Deutschland ist Europas größte Chemienation, im weltweiten Vergleich rangiert die deutsche Chemie- und Pharmaindustrie auf Platz vier. Die deutsche Chemie bildet die Basis vieler Wertschöpfungsketten und ist wichtiger Impulsgeber für Innovationen in zahlreichen anderen Branchen. Damit ist die Branche nicht nur einer der bedeutendsten, sondern auch der vitalsten Wirtschaftszweige in Deutschland und Europa.
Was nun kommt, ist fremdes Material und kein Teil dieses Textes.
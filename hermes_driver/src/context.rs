//! Driver configuration and context.
//!
//! `DriverConfig` carries every knob the core recognises, with defaults
//! and `HERMES_*` environment overrides. `DriverContext` is the resolved
//! runtime context handed to the conductor at construction: directories,
//! clock hooks and their cached snapshots. No process-wide singletons;
//! tests inject their own clocks.

use std::path::PathBuf;
use std::sync::Arc;

use serde::Deserialize;

use hermes_core::concurrent::clock::{
    default_epoch_clock, default_nano_clock, CachedEpochClock, CachedNanoClock, EpochClock,
    NanoClock,
};
use hermes_core::concurrent::{broadcast, ring_buffer};
use hermes_core::error::{HermesError, HermesResult};
use hermes_core::logbuffer::descriptor;
use hermes_core::memory::CncLayout;

const NANOS_PER_SECOND: i64 = 1_000_000_000;

/// Tunable knobs for the driver.
#[derive(Debug, Clone, Deserialize)]
#[serde(default)]
pub struct DriverConfig {
    /// Directory holding the cnc file and publication logs. Defaults to a
    /// tmpfs path on Linux.
    pub dir: Option<PathBuf>,

    /// Per-partition term byte size (power of two).
    pub term_length: usize,

    /// Producer flow-control window; defaults to half the term length.
    pub ipc_publication_term_window_length: Option<usize>,

    /// Maximum fragment size including the frame header.
    pub mtu_length: usize,

    /// Page size for log mapping.
    pub file_page_size: usize,

    /// Threshold for suspecting a stuck producer.
    pub publication_unblock_timeout_ns: i64,

    /// How long a drained publication lingers before teardown.
    pub publication_linger_timeout_ns: i64,

    /// Grace period on client heartbeats.
    pub client_liveness_timeout_ns: i64,

    /// Untethered subscriber lag tolerance.
    pub untethered_window_limit_timeout_ns: i64,

    /// Duration a rested subscriber waits before re-admission.
    pub untethered_resting_timeout_ns: i64,

    /// Conductor timer sweep cadence.
    pub timer_interval_ns: i64,

    /// Session ids in `[low, high]` are never generated.
    pub publication_reserved_session_id_low: i32,
    pub publication_reserved_session_id_high: i32,

    /// To-driver command ring data capacity (power of two).
    pub to_driver_buffer_length: usize,

    /// To-clients broadcast data capacity (power of two).
    pub to_clients_buffer_length: usize,

    /// Number of counters the counters file can hold.
    pub counters_max: usize,

    /// Distinct error log capacity in bytes.
    pub error_buffer_length: usize,

    /// Commands drained from the ring per duty cycle.
    pub command_drain_limit: usize,
}

impl Default for DriverConfig {
    fn default() -> Self {
        Self {
            dir: None,
            term_length: 4 * 1024 * 1024,
            ipc_publication_term_window_length: None,
            mtu_length: 4096,
            file_page_size: 4096,
            publication_unblock_timeout_ns: 15 * NANOS_PER_SECOND,
            publication_linger_timeout_ns: 5 * NANOS_PER_SECOND,
            client_liveness_timeout_ns: 10 * NANOS_PER_SECOND,
            untethered_window_limit_timeout_ns: 10 * NANOS_PER_SECOND,
            untethered_resting_timeout_ns: 10 * NANOS_PER_SECOND,
            timer_interval_ns: NANOS_PER_SECOND,
            publication_reserved_session_id_low: -1,
            publication_reserved_session_id_high: 1000,
            to_driver_buffer_length: 1024 * 1024,
            to_clients_buffer_length: 1024 * 1024,
            counters_max: 1024,
            error_buffer_length: 64 * 1024,
            command_drain_limit: 10,
        }
    }
}

impl DriverConfig {
    /// Defaults overridden by `HERMES_*` environment variables.
    pub fn from_env() -> Self {
        let mut config = Self::default();

        if let Ok(dir) = std::env::var("HERMES_DIR") {
            config.dir = Some(PathBuf::from(dir));
        }
        env_usize("HERMES_TERM_LENGTH", &mut config.term_length);
        if let Some(window) = env_usize_opt("HERMES_IPC_PUBLICATION_TERM_WINDOW_LENGTH") {
            config.ipc_publication_term_window_length = Some(window);
        }
        env_usize("HERMES_MTU_LENGTH", &mut config.mtu_length);
        env_usize("HERMES_FILE_PAGE_SIZE", &mut config.file_page_size);
        env_i64(
            "HERMES_PUBLICATION_UNBLOCK_TIMEOUT_NS",
            &mut config.publication_unblock_timeout_ns,
        );
        env_i64(
            "HERMES_PUBLICATION_LINGER_TIMEOUT_NS",
            &mut config.publication_linger_timeout_ns,
        );
        env_i64(
            "HERMES_CLIENT_LIVENESS_TIMEOUT_NS",
            &mut config.client_liveness_timeout_ns,
        );
        env_i64(
            "HERMES_UNTETHERED_WINDOW_LIMIT_TIMEOUT_NS",
            &mut config.untethered_window_limit_timeout_ns,
        );
        env_i64(
            "HERMES_UNTETHERED_RESTING_TIMEOUT_NS",
            &mut config.untethered_resting_timeout_ns,
        );
        env_i64("HERMES_TIMER_INTERVAL_NS", &mut config.timer_interval_ns);

        config
    }

    /// Validate every knob that has a hard constraint.
    pub fn validate(&self) -> HermesResult<()> {
        descriptor::check_term_length(self.term_length)?;
        descriptor::check_page_size(self.file_page_size)?;
        if self.mtu_length < hermes_core::logbuffer::frame_descriptor::HEADER_LENGTH * 2
            || self.mtu_length % 32 != 0
        {
            return Err(HermesError::config(format!(
                "mtu length {} must be a multiple of 32 and at least 64",
                self.mtu_length
            )));
        }
        if !self.to_driver_buffer_length.is_power_of_two()
            || !self.to_clients_buffer_length.is_power_of_two()
        {
            return Err(HermesError::config(
                "control buffer lengths must be powers of two".to_string(),
            ));
        }
        if self.publication_reserved_session_id_low > self.publication_reserved_session_id_high {
            return Err(HermesError::config(format!(
                "reserved session id range inverted: [{}, {}]",
                self.publication_reserved_session_id_low,
                self.publication_reserved_session_id_high
            )));
        }
        if let Some(window) = self.ipc_publication_term_window_length {
            if window == 0 || window > self.term_length {
                return Err(HermesError::config(format!(
                    "publication window {} outside (0, term_length]",
                    window
                )));
            }
        }
        Ok(())
    }

    /// Producer window: configured value capped at half the term.
    pub fn producer_window_length(&self, term_length: usize) -> i64 {
        let half_term = term_length / 2;
        self.ipc_publication_term_window_length
            .map_or(half_term, |window| window.min(half_term))
            .max(1) as i64
    }

    /// Region lengths for the cnc file.
    pub fn cnc_layout(&self) -> CncLayout {
        CncLayout {
            to_driver_length: self.to_driver_buffer_length + ring_buffer::TRAILER_LENGTH,
            to_clients_length: self.to_clients_buffer_length + broadcast::TRAILER_LENGTH,
            counters_metadata_length: self.counters_max
                * hermes_core::concurrent::counters::METADATA_LENGTH,
            counters_values_length: self.counters_max
                * hermes_core::concurrent::counters::COUNTER_LENGTH,
            error_log_length: self.error_buffer_length,
        }
    }
}

fn env_usize(name: &str, value: &mut usize) {
    if let Some(parsed) = env_usize_opt(name) {
        *value = parsed;
    }
}

fn env_usize_opt(name: &str) -> Option<usize> {
    std::env::var(name).ok().and_then(|raw| match raw.parse() {
        Ok(parsed) => Some(parsed),
        Err(_) => {
            log::warn!("ignoring unparseable {}={}", name, raw);
            None
        }
    })
}

fn env_i64(name: &str, value: &mut i64) {
    if let Ok(raw) = std::env::var(name) {
        match raw.parse() {
            Ok(parsed) => *value = parsed,
            Err(_) => log::warn!("ignoring unparseable {}={}", name, raw),
        }
    }
}

/// Default directory: tmpfs when available so logs are RAM-backed.
pub fn default_hermes_dir() -> PathBuf {
    #[cfg(target_os = "linux")]
    {
        let shm = PathBuf::from("/dev/shm");
        if shm.is_dir() {
            return shm.join("hermes");
        }
    }
    std::env::temp_dir().join("hermes")
}

/// Resolved runtime context handed to the conductor.
#[derive(Clone)]
pub struct DriverContext {
    pub config: DriverConfig,
    pub hermes_dir: PathBuf,
    pub nano_clock: NanoClock,
    pub epoch_clock: EpochClock,
    pub cached_nano_clock: Arc<CachedNanoClock>,
    pub cached_epoch_clock: Arc<CachedEpochClock>,
}

impl DriverContext {
    pub fn new(config: DriverConfig) -> HermesResult<Self> {
        Self::with_clocks(config, default_nano_clock(), default_epoch_clock())
    }

    /// Construct with explicit clock hooks (tests drive time by hand).
    pub fn with_clocks(
        config: DriverConfig,
        nano_clock: NanoClock,
        epoch_clock: EpochClock,
    ) -> HermesResult<Self> {
        config.validate()?;
        let hermes_dir = config.dir.clone().unwrap_or_else(default_hermes_dir);

        let context = Self {
            config,
            hermes_dir,
            nano_clock,
            epoch_clock,
            cached_nano_clock: Arc::new(CachedNanoClock::default()),
            cached_epoch_clock: Arc::new(CachedEpochClock::default()),
        };
        context.cached_nano_clock.update((context.nano_clock)());
        context.cached_epoch_clock.update((context.epoch_clock)());
        Ok(context)
    }
}
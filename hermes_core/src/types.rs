//! Core Pod-safe types used by the control protocol.

use std::fmt;

/// Fixed-size string for zero-copy control messages.
///
/// Channel names, log file paths and error messages cross process
/// boundaries inside fixed-layout records; a `FixedString<N>` carries up
/// to `N` UTF-8 bytes plus a length byte and is `Pod`-safe.
#[derive(Clone, Copy, PartialEq, Eq)]
#[repr(C)]
pub struct FixedString<const N: usize> {
    data: [u8; N],
    len: u8,
}

impl<const N: usize> FixedString<N> {
    /// Maximum capacity of this fixed string
    pub const CAPACITY: usize = N;

    // Compile-time check: len is u8, so N must not exceed 255
    const _ASSERT_N_FITS_U8: () = assert!(N <= 255, "FixedString<N>: N must be <= 255 (len is u8)");

    /// Create a new empty fixed string
    #[inline]
    pub const fn new() -> Self {
        // Trigger the compile-time assertion
        let _ = Self::_ASSERT_N_FITS_U8;
        Self {
            data: [0; N],
            len: 0,
        }
    }

    /// Create a fixed string from a string slice.
    ///
    /// If the string is longer than capacity, it will be truncated at a
    /// valid UTF-8 char boundary.
    #[inline]
    #[allow(clippy::should_implement_trait)]
    pub fn from_str(s: &str) -> Self {
        let mut result = Self::new();
        let truncated = if s.len() <= N {
            s
        } else {
            let mut end = N;
            while end > 0 && !s.is_char_boundary(end) {
                end -= 1;
            }
            &s[..end]
        };
        let bytes = truncated.as_bytes();
        result.data[..bytes.len()].copy_from_slice(bytes);
        result.len = bytes.len() as u8;
        result
    }

    /// Get the string contents as a string slice.
    ///
    /// Uses checked conversion: data arriving from shared memory may
    /// contain invalid UTF-8, which reads as an empty string.
    #[inline]
    pub fn as_str(&self) -> &str {
        let len = (self.len as usize).min(N);
        std::str::from_utf8(&self.data[..len]).unwrap_or("")
    }

    /// Get the current length
    #[inline]
    pub fn len(&self) -> usize {
        self.len as usize
    }

    /// Check if the string is empty
    #[inline]
    pub fn is_empty(&self) -> bool {
        self.len == 0
    }
}

impl<const N: usize> Default for FixedString<N> {
    fn default() -> Self {
        Self::new()
    }
}

impl<const N: usize> fmt::Debug for FixedString<N> {
    fn fmt(&self, f: &mut fmt::Formatter<'_>) -> fmt::Result {
        write!(f, "{:?}", self.as_str())
    }
}

impl<const N: usize> fmt::Display for FixedString<N> {
    fn fmt(&self, f: &mut fmt::Formatter<'_>) -> fmt::Result {
        write!(f, "{}", self.as_str())
    }
}

impl<const N: usize> From<&str> for FixedString<N> {
    fn from(s: &str) -> Self {
        Self::from_str(s)
    }
}

// SAFETY: FixedString is repr(C), contains only plain bytes, has no
// padding ([u8; N] followed by u8 with align 1), and any bit pattern is a
// valid value (as_str handles invalid UTF-8).
unsafe impl<const N: usize> bytemuck::Zeroable for FixedString<N> {}
unsafe impl<const N: usize> bytemuck::Pod for FixedString<N> where [u8; N]: bytemuck::Pod {}
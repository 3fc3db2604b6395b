//! Encodes conductor responses onto the to-clients broadcast.

use hermes_core::command::{
    encode, response_type, ClientTimeout, CounterUpdate, ErrorCode, ErrorResponse, ImageMessage,
    ImageReady, OperationSucceeded, PublicationReady, SubscriptionReady,
};
use hermes_core::concurrent::broadcast::BroadcastTransmitter;
use hermes_core::types::FixedString;

/// Conductor-side handle for talking back to clients.
pub struct ClientProxy {
    transmitter: BroadcastTransmitter,
}

impl ClientProxy {
    pub fn new(transmitter: BroadcastTransmitter) -> Self {
        Self { transmitter }
    }

    pub fn on_error(&mut self, offending_correlation_id: i64, code: ErrorCode, message: &str) {
        log::debug!(
            "error response: correlation={} code={:?} {}",
            offending_correlation_id,
            code,
            message
        );
        let response = ErrorResponse {
            offending_correlation_id,
            error_code: code as i32,
            _pad: 0,
            message: FixedString::from_str(message),
        };
        self.transmit(response_type::ON_ERROR, encode(&response));
    }

    #[allow(clippy::too_many_arguments)]
    pub fn on_publication_ready(
        &mut self,
        correlation_id: i64,
        registration_id: i64,
        session_id: i32,
        stream_id: i32,
        publisher_limit_counter_id: i32,
        log_file: &str,
        is_exclusive: bool,
    ) {
        log::debug!(
            "publication ready: registration={} session={} stream={}",
            registration_id,
            session_id,
            stream_id
        );
        let response = PublicationReady {
            correlation_id,
            registration_id,
            session_id,
            stream_id,
            publisher_limit_counter_id,
            is_exclusive: i32::from(is_exclusive),
            log_file: FixedString::from_str(log_file),
        };
        self.transmit(response_type::ON_PUBLICATION_READY, encode(&response));
    }

    pub fn on_subscription_ready(&mut self, correlation_id: i64) {
        let response = SubscriptionReady { correlation_id };
        self.transmit(response_type::ON_SUBSCRIPTION_READY, encode(&response));
    }

    pub fn operation_succeeded(&mut self, correlation_id: i64) {
        let response = OperationSucceeded { correlation_id };
        self.transmit(response_type::ON_OPERATION_SUCCESS, encode(&response));
    }

    pub fn on_available_image(
        &mut self,
        publication_registration_id: i64,
        subscription_registration_id: i64,
        session_id: i32,
        stream_id: i32,
        subscriber_position_counter_id: i32,
        log_file: &str,
    ) {
        log::debug!(
            "available image: publication={} subscription={} session={}",
            publication_registration_id,
            subscription_registration_id,
            session_id
        );
        let response = ImageReady {
            correlation_id: publication_registration_id,
            subscription_registration_id,
            session_id,
            stream_id,
            subscriber_position_counter_id,
            _pad: 0,
            log_file: FixedString::from_str(log_file),
        };
        self.transmit(response_type::ON_AVAILABLE_IMAGE, encode(&response));
    }

    pub fn on_unavailable_image(
        &mut self,
        publication_registration_id: i64,
        subscription_registration_id: i64,
        stream_id: i32,
    ) {
        log::debug!(
            "unavailable image: publication={} subscription={}",
            publication_registration_id,
            subscription_registration_id
        );
        let response = ImageMessage {
            correlation_id: publication_registration_id,
            subscription_registration_id,
            stream_id,
            _pad: 0,
        };
        self.transmit(response_type::ON_UNAVAILABLE_IMAGE, encode(&response));
    }

    pub fn on_counter_ready(&mut self, correlation_id: i64, counter_id: i32) {
        let response = CounterUpdate {
            correlation_id,
            counter_id,
            _pad: 0,
        };
        self.transmit(response_type::ON_COUNTER_READY, encode(&response));
    }

    pub fn on_unavailable_counter(&mut self, registration_id: i64, counter_id: i32) {
        let response = CounterUpdate {
            correlation_id: registration_id,
            counter_id,
            _pad: 0,
        };
        self.transmit(response_type::ON_UNAVAILABLE_COUNTER, encode(&response));
    }

    pub fn on_client_timeout(&mut self, client_id: i64) {
        log::info!("client {} timed out", client_id);
        let response = ClientTimeout { client_id };
        self.transmit(response_type::ON_CLIENT_TIMEOUT, encode(&response));
    }

    fn transmit(&mut self, msg_type: i32, payload: &[u8]) {
        // Receivers are never flow controlled; a failure here is a
        // programming error (bad type or oversized record).
        if let Err(e) = self.transmitter.transmit(msg_type, payload) {
            log::error!("failed to transmit response type {}: {}", msg_type, e);
        }
    }
}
Die chemische Industrie ist mit 195,5 Milliarden Euro Umsatz (Platz 3 nach Autoindustrie und Maschinenbau), rund 453.000 Mitarbeiter (Platz 6 nach Maschinenbau, Auto- und Elektroindustrie, Metall und Ernährung), und rund 7,2 Milliarden Euro Investitionen (Platz 2 nach der Autoindustrie) einer der bedeutendsten Wirtschaftszweige in Deutschland.

In der chemischen Industrie werden für viele andere Wirtschaftszweige die benötigten Stoffe hergestellt, u. a. für die Kunststoff-, Lebensmittel-, Automobil-, Glas-, Petro- und Baustoffindustrie, für Wasch- und Körperpflegemittel und den Maschinenbau. Fast 2.200 Unternehmen gehören in Deutschland zur chemischen Industrie, mehr als 90% davon sind kleine und mittlere Unternehmen. Durch zukunftsorientierte Entwicklungen und Innovationen ist die Branche weiter am Wachsen, mit sehr interessanten Jobperspektiven.